Highly Sensitive LC–MS/MS Method for Determination of Dexamethasone in Rat Plasma and Brain Tissue: An Application to Pharmacokinetic Study in Rats

Abstract

A highly sensitive and rapid LC–MS/MS method was developed and validated for the quantification of dexamethasone in rat plasma and brain tissue. Protein precipitation method was used for sample preparation. The separation of dexamethasone and the IS (labetalol) was achieved on an Atlantis dC₁₈ column using an isocratic mobile phase (10 mM ammonium formate and acetonitrile, 25/75, v/v) delivered at 0.7 mL/min flow-rate. Dexamethasone and the IS were eluted at 1.03 and 1.06 min, respectively. The MS/MS transitions monitored were m/z 393.100 → 373.100 (dexamethasone) and 329.100 → 91.100 (IS). Method validation was performed as per FDA guidelines and all parameters met the acceptance criteria. The assay was validated with a quantification range of 0.05–1046 ng/mL in both matrices.
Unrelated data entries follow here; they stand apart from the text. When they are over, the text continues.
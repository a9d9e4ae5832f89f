use std::{
    ffi::CStr,
    ptr,
    sync::Arc,
    thread::{self, ThreadId},
};

use indexmap::IndexMap;

use crate::{
    capsule::{self, CapsuleData},
    compile::{CodeHash, Compiled},
    error::Error,
    ffi::{ObjectPtr, PySsize},
    gil::GilGuard,
    io::{OutputSink, Outputs, Stream},
    janitor::ReleaseQueue,
    object::{Owned, PyObject},
    python::Shared,
};

/// Names bound to objects, in the scope's iteration order.
pub type Globals = IndexMap<String, PyObject>;

/// Key under which each evaluation's context capsule is stored in its globals.
const CONTEXT_KEY: &CStr = c"__pyhost_eval_context__";

/// Result of one evaluation.
#[derive(Debug, Clone)]
pub struct EvalOutput {
    /// Value of the trailing expression, if the snippet ended with one.
    pub result: Option<PyObject>,
    /// Names the snippet bound, excluding caller-supplied names still bound to the object the
    /// caller passed.
    pub globals: Globals,
}

/// Where an evaluation's output goes. Owned by a capsule in the evaluation's globals, so it
/// lives as long as any function or thread created by the evaluation.
pub(crate) struct EvalContext {
    outputs: Outputs,
    origin: ThreadId,
    queue: Arc<ReleaseQueue>,
}

impl CapsuleData for EvalContext {
    const NAME: &'static CStr = c"pyhost.eval_context";
}

impl EvalContext {
    pub(crate) fn forward(&self, stream: Stream, text: String) {
        if thread::current().id() != self.origin {
            log::trace!("output from an interpreter thread outliving its evaluation");
        }
        let sink: Arc<dyn OutputSink> = Arc::clone(self.outputs.sink(stream));
        self.queue.forward_output(text, sink);
    }
}

/// Runs a compiled snippet in a fresh `__main__` module.
///
/// Acquires the GIL for the whole run and pings the janitor after releasing it, so that output
/// written during the run has reached its sinks when this returns.
pub(crate) fn run(
    shared: &Shared,
    source: &str,
    hash: CodeHash,
    globals: &Globals,
    outputs: &Outputs,
) -> Result<EvalOutput, Error> {
    let compiled = shared.cache.compile_or_get(shared, source, hash)?;
    // the guard drops before the ping, so the janitor can take the GIL
    let outcome = GilGuard::acquire(shared).and_then(|gil| run_locked(&gil, &compiled, globals, outputs));
    shared.queue.ping();
    outcome
}

fn run_locked(gil: &GilGuard<'_>, compiled: &Compiled, globals: &Globals, outputs: &Outputs) -> Result<EvalOutput, Error> {
    let api = gil.api();
    let name = gil.new_str("__main__")?;
    let module = gil.import(c"types")?.getattr(c"ModuleType")?.call(&[name.as_ptr()])?;
    // SAFETY: GIL held; returns a borrowed reference to the module's namespace.
    let scope = gil.borrow(unsafe { (api.PyModule_GetDict)(module.as_ptr()) })?;

    let builtins = gil.builtins()?;
    gil.dict_set(scope.as_ptr(), c"__builtins__", builtins.as_ptr())?;
    let context = EvalContext {
        outputs: outputs.clone(),
        origin: thread::current().id(),
        queue: Arc::clone(&gil.shared().queue),
    };
    let context = capsule::new(gil, context)?;
    gil.dict_set(scope.as_ptr(), CONTEXT_KEY, context.as_ptr())?;

    // pickle and friends look classes up through sys.modules["__main__"]; concurrent
    // evaluations overwrite each other's binding
    let modules = gil.import(c"sys")?.getattr(c"modules")?;
    gil.dict_set(modules.as_ptr(), c"__main__", module.as_ptr())?;

    // SAFETY: GIL held.
    let initial = gil.own(unsafe { (api.PyDict_Copy)(scope.as_ptr()) })?;
    for (name, value) in globals {
        let key = gil.new_str(name)?;
        // SAFETY: GIL held; the dict does not steal either reference.
        gil.check(unsafe { (api.PyDict_SetItem)(scope.as_ptr(), key.as_ptr(), value.as_ptr()) })?;
    }

    if let Some(body) = &compiled.body {
        // SAFETY: GIL held; `body` is a code object and `scope` a dict.
        gil.own(unsafe { (api.PyEval_EvalCode)(body.as_ptr(), scope.as_ptr(), scope.as_ptr()) })?;
    }
    let result = match &compiled.expr {
        // SAFETY: as above.
        Some(expr) => Some(gil.own(unsafe { (api.PyEval_EvalCode)(expr.as_ptr(), scope.as_ptr(), scope.as_ptr()) })?),
        None => None,
    };

    Ok(EvalOutput {
        result: result.map(Owned::into_object),
        globals: bound_names(gil, &scope, &initial, globals)?,
    })
}

/// Collects the string keys of `scope` that are absent from `initial`, skipping caller-supplied
/// names whose value is still the very object the caller passed in.
fn bound_names(gil: &GilGuard<'_>, scope: &Owned<'_>, initial: &Owned<'_>, supplied: &Globals) -> Result<Globals, Error> {
    let api = gil.api();
    let str_class = gil.builtin(c"str")?;
    let mut bound = Globals::new();
    let mut position: PySsize = 0;
    let mut key: ObjectPtr = ptr::null_mut();
    let mut value: ObjectPtr = ptr::null_mut();
    // SAFETY: GIL held; PyDict_Next yields borrowed references and nothing below mutates `scope`.
    while unsafe { (api.PyDict_Next)(scope.as_ptr(), &raw mut position, &raw mut key, &raw mut value) } != 0 {
        // SAFETY: GIL held.
        if gil.check(unsafe { (api.PyDict_Contains)(initial.as_ptr(), key) })? == 1 {
            continue;
        }
        if !gil.is_instance(key, &str_class)? {
            continue;
        }
        let name = gil.string(key)?;
        if supplied.get(&name).is_some_and(|original| original.as_ptr() == value) {
            continue;
        }
        bound.insert(name, gil.handle(value)?);
    }
    Ok(bound)
}
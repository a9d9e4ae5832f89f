//! Host mailboxes that interpreter code can address.
//!
//! A [`Mailbox`] is the host end of a channel. Its [`MailboxId`] encodes to a `pyhost.Mailbox`
//! instance, and `pyhost.send_tagged_object(mailbox, tag, obj)` called from interpreter code
//! delivers a [`TaggedObject`] to it.

use std::{
    collections::HashMap,
    ffi::{c_char, c_int},
    fmt,
    ptr::NonNull,
    sync::{
        Arc, Mutex, PoisonError,
        atomic::{AtomicU64, Ordering},
        mpsc::{self, Receiver, RecvTimeoutError, Sender, TryRecvError},
    },
    time::Duration,
};

use crate::{capsule, ffi, ffi::ObjectPtr, io::SessionLink, object::PyObject};

/// Identity of a host mailbox, stable for the mailbox's lifetime.
#[derive(Debug, Clone, Copy, PartialEq, Eq, Hash, PartialOrd, Ord)]
pub struct MailboxId(u64);

impl MailboxId {
    /// The raw byte representation carried by `pyhost.Mailbox` instances.
    #[must_use]
    pub fn to_bytes(self) -> [u8; 8] {
        self.0.to_le_bytes()
    }

    /// Parses the representation produced by [`to_bytes`](Self::to_bytes).
    #[must_use]
    pub fn from_bytes(bytes: &[u8]) -> Option<Self> {
        bytes.try_into().ok().map(|bytes| Self(u64::from_le_bytes(bytes)))
    }

    #[must_use]
    pub fn as_u64(self) -> u64 {
        self.0
    }
}

impl fmt::Display for MailboxId {
    fn fmt(&self, f: &mut fmt::Formatter<'_>) -> fmt::Result {
        write!(f, "mailbox#{}", self.0)
    }
}

/// An object sent from interpreter code, with the tag it was sent under.
#[derive(Debug, Clone)]
pub struct TaggedObject {
    pub tag: String,
    pub object: PyObject,
}

/// Live mailboxes of one session.
#[derive(Default)]
pub(crate) struct MailboxRegistry {
    next_id: AtomicU64,
    senders: Mutex<HashMap<MailboxId, Sender<TaggedObject>>>,
}

impl MailboxRegistry {
    pub(crate) fn open(self: &Arc<Self>) -> Mailbox {
        let id = MailboxId(self.next_id.fetch_add(1, Ordering::Relaxed));
        let (sender, receiver) = mpsc::channel();
        self.lock().insert(id, sender);
        Mailbox {
            id,
            receiver,
            registry: Arc::clone(self),
        }
    }

    /// Delivers `message`, returning false if the mailbox is closed.
    pub(crate) fn deliver(&self, id: MailboxId, message: TaggedObject) -> bool {
        let senders = self.lock();
        senders.get(&id).is_some_and(|sender| sender.send(message).is_ok())
    }

    fn close(&self, id: MailboxId) {
        self.lock().remove(&id);
    }

    fn lock(&self) -> std::sync::MutexGuard<'_, HashMap<MailboxId, Sender<TaggedObject>>> {
        self.senders.lock().unwrap_or_else(PoisonError::into_inner)
    }
}

/// Receiving end of a mailbox. Dropping it closes the mailbox; later sends raise in the sender.
pub struct Mailbox {
    id: MailboxId,
    receiver: Receiver<TaggedObject>,
    registry: Arc<MailboxRegistry>,
}

impl Mailbox {
    #[must_use]
    pub fn id(&self) -> MailboxId {
        self.id
    }

    /// Blocks until a message arrives.
    pub fn recv(&self) -> Option<TaggedObject> {
        self.receiver.recv().ok()
    }

    pub fn recv_timeout(&self, timeout: Duration) -> Option<TaggedObject> {
        match self.receiver.recv_timeout(timeout) {
            Ok(message) => Some(message),
            Err(RecvTimeoutError::Timeout | RecvTimeoutError::Disconnected) => None,
        }
    }

    pub fn try_recv(&self) -> Option<TaggedObject> {
        match self.receiver.try_recv() {
            Ok(message) => Some(message),
            Err(TryRecvError::Empty | TryRecvError::Disconnected) => None,
        }
    }
}

impl fmt::Debug for Mailbox {
    fn fmt(&self, f: &mut fmt::Formatter<'_>) -> fmt::Result {
        f.debug_struct("Mailbox").field("id", &self.id).finish_non_exhaustive()
    }
}

impl Drop for Mailbox {
    fn drop(&mut self) {
        self.registry.close(self.id);
    }
}

/// Target of `pyhost.send_tagged_object`. Runs with the GIL held; returns 1 when delivered.
pub(crate) unsafe extern "C" fn send_tagged_object(
    id: *const c_char,
    id_len: usize,
    tag: *const c_char,
    tag_len: usize,
    object: ObjectPtr,
    session: ObjectPtr,
) -> c_int {
    let (Some(api), Some(object)) = (ffi::api(), NonNull::new(object)) else {
        return 0;
    };
    if id.is_null() || tag.is_null() {
        return 0;
    }
    // SAFETY: GIL held; ctypes passes bytes buffers of the given lengths and a live session capsule.
    let (link, id, tag) = unsafe {
        (
            capsule::get::<SessionLink>(session),
            std::slice::from_raw_parts(id.cast::<u8>(), id_len),
            std::slice::from_raw_parts(tag.cast::<u8>(), tag_len),
        )
    };
    let (Some(link), Some(id)) = (link, MailboxId::from_bytes(id)) else {
        return 0;
    };
    // SAFETY: GIL held; the new reference is handed to the handle.
    let object = unsafe {
        (api.Py_IncRef)(object.as_ptr());
        PyObject::from_owned_ptr(&link.queue, object)
    };
    let message = TaggedObject {
        tag: String::from_utf8_lossy(tag).into_owned(),
        object,
    };
    c_int::from(link.mailboxes.deliver(id, message))
}

#[cfg(test)]
mod tests {
    use super::*;

    #[test]
    fn ids_round_trip_through_bytes() {
        let id = MailboxId(0x0102_0304_0506_0708);
        assert_eq!(MailboxId::from_bytes(&id.to_bytes()), Some(id));
        assert_eq!(MailboxId::from_bytes(&[1, 2, 3]), None);
    }

    #[test]
    fn mailboxes_get_distinct_ids_and_close_on_drop() {
        let registry = Arc::new(MailboxRegistry::default());
        let first = registry.open();
        let second = registry.open();
        assert_ne!(first.id(), second.id());
        let id = first.id();
        drop(first);
        assert!(!registry.lock().contains_key(&id));
        assert!(registry.lock().contains_key(&second.id()));
    }
}
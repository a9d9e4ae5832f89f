use std::fmt::{self, Write};

use num_bigint::BigInt;
use num_traits::ToPrimitive;

use crate::{mailbox::MailboxId, object::PyObject};

/// A host value that can be encoded into a Python object, or decoded from one.
///
/// `Object` is the escape hatch in both directions: encoding it passes the existing Python object
/// through unchanged, and decoding yields it for anything without a structural mapping.
///
/// `Set` keeps the interpreter's iteration order, which is arbitrary; compare sets
/// order-insensitively.
#[derive(Debug, Clone, PartialEq)]
pub enum Value {
    None,
    Bool(bool),
    /// An `int` that fits in 64 bits.
    Int(i64),
    /// An `int` of any size. Decoding produces this only for values outside `i64`.
    BigInt(BigInt),
    Float(f64),
    Str(String),
    Bytes(Vec<u8>),
    List(Vec<Self>),
    Tuple(Vec<Self>),
    /// `dict`, in insertion order.
    Dict(Vec<(Self, Self)>),
    /// `set` or `frozenset`; encodes as `set`.
    Set(Vec<Self>),
    /// An interpreter object kept by reference.
    Object(PyObject),
    /// A host mailbox, seen by interpreter code as a `pyhost.Mailbox`.
    Mailbox(MailboxId),
}

impl Value {
    /// Normalizes a big integer that fits in `i64` to `Int`.
    #[must_use]
    pub fn int(value: impl Into<BigInt>) -> Self {
        let value = value.into();
        match value.to_i64() {
            Some(small) => Self::Int(small),
            None => Self::BigInt(value),
        }
    }

    /// Python-style representation. `Object` values show as their address since rendering them
    /// needs the interpreter; use `Python::repr` for that.
    #[must_use]
    pub fn py_repr(&self) -> String {
        let mut out = String::new();
        // writing to a String cannot fail
        let _ = self.repr_fmt(&mut out);
        out
    }

    fn repr_fmt(&self, f: &mut impl Write) -> fmt::Result {
        match self {
            Self::None => f.write_str("None"),
            Self::Bool(true) => f.write_str("True"),
            Self::Bool(false) => f.write_str("False"),
            Self::Int(v) => write!(f, "{v}"),
            Self::BigInt(v) => write!(f, "{v}"),
            Self::Float(v) => float_repr_fmt(*v, f),
            Self::Str(s) => string_repr_fmt(s, f),
            Self::Bytes(b) => bytes_repr_fmt(b, f),
            Self::List(items) => sequence_fmt(f, '[', items, ']'),
            Self::Tuple(items) => {
                if let [single] = items.as_slice() {
                    f.write_char('(')?;
                    single.repr_fmt(f)?;
                    f.write_str(",)")
                } else {
                    sequence_fmt(f, '(', items, ')')
                }
            }
            Self::Dict(pairs) => {
                f.write_char('{')?;
                for (index, (key, value)) in pairs.iter().enumerate() {
                    if index > 0 {
                        f.write_str(", ")?;
                    }
                    key.repr_fmt(f)?;
                    f.write_str(": ")?;
                    value.repr_fmt(f)?;
                }
                f.write_char('}')
            }
            Self::Set(items) if items.is_empty() => f.write_str("set()"),
            Self::Set(items) => sequence_fmt(f, '{', items, '}'),
            Self::Object(object) => write!(f, "<object at {:#x}>", object.addr()),
            Self::Mailbox(id) => write!(f, "<pyhost.Mailbox {}>", id.as_u64()),
        }
    }

    /// Natural JSON mapping, with `$`-tagged objects for values JSON has no type for:
    ///
    /// - `None` → `null`, `Bool` → `true`/`false`, `Int` and finite `Float` → number
    /// - `BigInt` → `{"$bigint": "12345..."}`
    /// - non-finite `Float` → `null`
    /// - `Bytes` → `{"$bytes": [...]}`
    /// - `Tuple` → `{"$tuple": [...]}`, `Set` → `{"$set": [...]}`
    /// - `Dict` → JSON object, with non-string keys rendered by repr
    /// - `Object` → `{"$object": address}`, `Mailbox` → `{"$mailbox": id}`
    #[must_use]
    pub fn to_json_value(&self) -> serde_json::Value {
        use serde_json::{Value as JV, json};
        match self {
            Self::None => JV::Null,
            Self::Bool(b) => JV::Bool(*b),
            Self::Int(i) => json!(i),
            Self::BigInt(bi) => json!({"$bigint": bi.to_string()}),
            Self::Float(f) => {
                if f.is_finite() {
                    json!(f)
                } else {
                    JV::Null
                }
            }
            Self::Str(s) => JV::String(s.clone()),
            Self::Bytes(b) => json!({"$bytes": b}),
            Self::List(items) => JV::Array(items.iter().map(Self::to_json_value).collect()),
            Self::Tuple(items) => json!({"$tuple": items.iter().map(Self::to_json_value).collect::<Vec<_>>()}),
            Self::Dict(pairs) => {
                let map: serde_json::Map<String, JV> = pairs
                    .iter()
                    .map(|(k, v)| {
                        let key = match k {
                            Self::Str(s) => s.clone(),
                            other => other.py_repr(),
                        };
                        (key, v.to_json_value())
                    })
                    .collect();
                JV::Object(map)
            }
            Self::Set(items) => json!({"$set": items.iter().map(Self::to_json_value).collect::<Vec<_>>()}),
            Self::Object(object) => json!({"$object": object.addr()}),
            Self::Mailbox(id) => json!({"$mailbox": id.as_u64()}),
        }
    }
}

impl fmt::Display for Value {
    fn fmt(&self, f: &mut fmt::Formatter<'_>) -> fmt::Result {
        match self {
            Self::Str(s) => f.write_str(s),
            other => other.repr_fmt(f),
        }
    }
}

impl From<bool> for Value {
    fn from(value: bool) -> Self {
        Self::Bool(value)
    }
}

impl From<i64> for Value {
    fn from(value: i64) -> Self {
        Self::Int(value)
    }
}

impl From<i32> for Value {
    fn from(value: i32) -> Self {
        Self::Int(i64::from(value))
    }
}

impl From<BigInt> for Value {
    fn from(value: BigInt) -> Self {
        Self::int(value)
    }
}

impl From<f64> for Value {
    fn from(value: f64) -> Self {
        Self::Float(value)
    }
}

impl From<&str> for Value {
    fn from(value: &str) -> Self {
        Self::Str(value.to_owned())
    }
}

impl From<String> for Value {
    fn from(value: String) -> Self {
        Self::Str(value)
    }
}

impl From<PyObject> for Value {
    fn from(value: PyObject) -> Self {
        Self::Object(value)
    }
}

impl From<MailboxId> for Value {
    fn from(value: MailboxId) -> Self {
        Self::Mailbox(value)
    }
}

impl<T: Into<Self>> From<Vec<T>> for Value {
    fn from(values: Vec<T>) -> Self {
        Self::List(values.into_iter().map(Into::into).collect())
    }
}

/// One level of decoding: containers hold handles to their items, not decoded values.
#[derive(Debug, Clone, strum::IntoStaticStr)]
#[strum(serialize_all = "snake_case")]
pub enum Decoded {
    None,
    Bool(bool),
    Int(i64),
    /// An `int` outside `i64`, as base-10 text.
    BigInt(String),
    Float(f64),
    Str(String),
    Bytes(Vec<u8>),
    Mailbox(MailboxId),
    Tuple(Vec<PyObject>),
    List(Vec<PyObject>),
    Dict(Vec<(PyObject, PyObject)>),
    /// `set` or `frozenset`.
    Set(Vec<PyObject>),
    /// No structural mapping; the object itself.
    Opaque(PyObject),
}

impl Decoded {
    /// Short name of the variant, e.g. `"big_int"` or `"opaque"`.
    #[must_use]
    pub fn kind(&self) -> &'static str {
        self.into()
    }
}

fn sequence_fmt(f: &mut impl Write, open: char, items: &[Value], close: char) -> fmt::Result {
    f.write_char(open)?;
    for (index, item) in items.iter().enumerate() {
        if index > 0 {
            f.write_str(", ")?;
        }
        item.repr_fmt(f)?;
    }
    f.write_char(close)
}

fn float_repr_fmt(value: f64, f: &mut impl Write) -> fmt::Result {
    if value.is_nan() {
        return f.write_str("nan");
    }
    if value.is_infinite() {
        return f.write_str(if value > 0.0 { "inf" } else { "-inf" });
    }
    // shortest round-trip digits either way; the exponent picks the notation like `float.__repr__`
    let scientific = format!("{value:e}");
    let (mantissa, exponent) = scientific.split_once('e').unwrap_or((&scientific, "0"));
    let exponent: i32 = exponent.parse().unwrap_or(0);
    if !(-4..16).contains(&exponent) {
        let sign = if exponent < 0 { '-' } else { '+' };
        return write!(f, "{mantissa}e{sign}{:02}", exponent.unsigned_abs());
    }
    let fixed = value.to_string();
    f.write_str(&fixed)?;
    if !fixed.contains('.') {
        f.write_str(".0")?;
    }
    Ok(())
}

fn string_repr_fmt(s: &str, f: &mut impl Write) -> fmt::Result {
    let quote = if s.contains('\'') && !s.contains('"') { '"' } else { '\'' };
    f.write_char(quote)?;
    for c in s.chars() {
        match c {
            '\\' => f.write_str("\\\\")?,
            '\t' => f.write_str("\\t")?,
            '\n' => f.write_str("\\n")?,
            '\r' => f.write_str("\\r")?,
            c if c == quote => {
                f.write_char('\\')?;
                f.write_char(c)?;
            }
            c if (c as u32) < 0x20 || c as u32 == 0x7f => write!(f, "\\x{:02x}", c as u32)?,
            c => f.write_char(c)?,
        }
    }
    f.write_char(quote)
}

fn bytes_repr_fmt(bytes: &[u8], f: &mut impl Write) -> fmt::Result {
    let has_single = bytes.contains(&b'\'');
    let has_double = bytes.contains(&b'"');
    let quote = if has_single && !has_double { '"' } else { '\'' };

    f.write_char('b')?;
    f.write_char(quote)?;
    for &byte in bytes {
        match byte {
            b'\\' => f.write_str("\\\\")?,
            b'\t' => f.write_str("\\t")?,
            b'\n' => f.write_str("\\n")?,
            b'\r' => f.write_str("\\r")?,
            b'\'' if quote == '\'' => f.write_str("\\'")?,
            b'"' if quote == '"' => f.write_str("\\\"")?,
            0x20..=0x7e => f.write_char(byte as char)?,
            _ => write!(f, "\\x{byte:02x}")?,
        }
    }
    f.write_char(quote)
}

#[cfg(test)]
mod tests {
    use pretty_assertions::assert_eq;

    use super::*;

    #[test]
    fn big_ints_that_fit_are_normalized() {
        assert_eq!(Value::int(BigInt::from(42)), Value::Int(42));
        let big = BigInt::from(1u128 << 70);
        assert_eq!(Value::int(big.clone()), Value::BigInt(big));
    }

    #[test]
    fn repr_matches_python() {
        let value = Value::Dict(vec![
            (Value::from("a"), Value::List(vec![Value::Int(1), Value::Float(2.0)])),
            (Value::Int(3), Value::Tuple(vec![Value::None])),
            (Value::from("it's"), Value::Bytes(vec![0, b'a', 0xff])),
        ]);
        assert_eq!(value.py_repr(), r#"{'a': [1, 2.0], 3: (None,), "it's": b'\x00a\xff'}"#);
        assert_eq!(Value::Set(vec![]).py_repr(), "set()");
        assert_eq!(Value::Float(f64::NEG_INFINITY).py_repr(), "-inf");
        assert_eq!(Value::from("tab\there").py_repr(), r"'tab\there'");
    }

    #[test]
    fn float_repr_switches_to_exponents_like_python() {
        let cases = [
            (1e20, "1e+20"),
            (1e16, "1e+16"),
            (1e15, "1000000000000000.0"),
            (123.456, "123.456"),
            (0.0001, "0.0001"),
            (0.00001, "1e-05"),
            (-2.5e-7, "-2.5e-07"),
            (-0.0, "-0.0"),
            (f64::MAX, "1.7976931348623157e+308"),
            (5e-324, "5e-324"),
        ];
        for (value, expected) in cases {
            assert_eq!(Value::Float(value).py_repr(), expected, "repr of {value:e}");
        }
    }

    #[test]
    fn display_leaves_strings_unquoted() {
        assert_eq!(Value::from("plain").to_string(), "plain");
        assert_eq!(Value::Bool(true).to_string(), "True");
    }

    #[test]
    fn json_mapping_tags_non_json_types() {
        let value = Value::List(vec![
            Value::Tuple(vec![Value::Int(1)]),
            Value::BigInt(BigInt::from(1u128 << 70)),
            Value::Float(f64::NAN),
            Value::Dict(vec![(Value::Int(1), Value::from("x"))]),
        ]);
        assert_eq!(
            value.to_json_value(),
            serde_json::json!([{"$tuple": [1]}, {"$bigint": "1180591620717411303424"}, null, {"1": "x"}])
        );
    }

    #[test]
    fn decoded_kind_names() {
        assert_eq!(Decoded::BigInt("1".to_owned()).kind(), "big_int");
        assert_eq!(Decoded::None.kind(), "none");
    }
}
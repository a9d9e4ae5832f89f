#![doc = include_str!("../../../README.md")]

mod capsule;
mod compile;
pub mod config;
mod convert;
mod error;
mod eval;
mod exception;
mod ffi;
mod gil;
mod io;
mod janitor;
mod mailbox;
mod object;
mod python;
pub mod scope;
mod value;

pub use crate::{
    compile::CodeHash,
    config::{ConfigError, InitConfig},
    error::{Error, LoadError, PyException, SyntaxError, UsageError},
    eval::{EvalOutput, Globals},
    io::{CollectOutput, NoOutput, OutputSink, Outputs, StdOutput},
    mailbox::{Mailbox, MailboxId, TaggedObject},
    object::PyObject,
    python::Python,
    scope::ScopeAnalysis,
    value::{Decoded, Value},
};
The intraday and interday precision for were in the range of 2.62–7.28 and 2.76%–6.98% and 2.24–6.85 and 2.97%–6.37%, in plasma and brain tissue, respectively. Dexamethasone was stable in a series of stability conditions in both matrices. Post-intravenous administration to rats, dexamethasone concentrations in plasma and brain tissue were quantifiable up to 24 and 10 h, respectively. Dexamethasone half-life was ~2.30 h. Dexamethasone exhibited low clearance and moderate volume of distribution in plasma but in brain tissue the clearance and volume of distribution were high.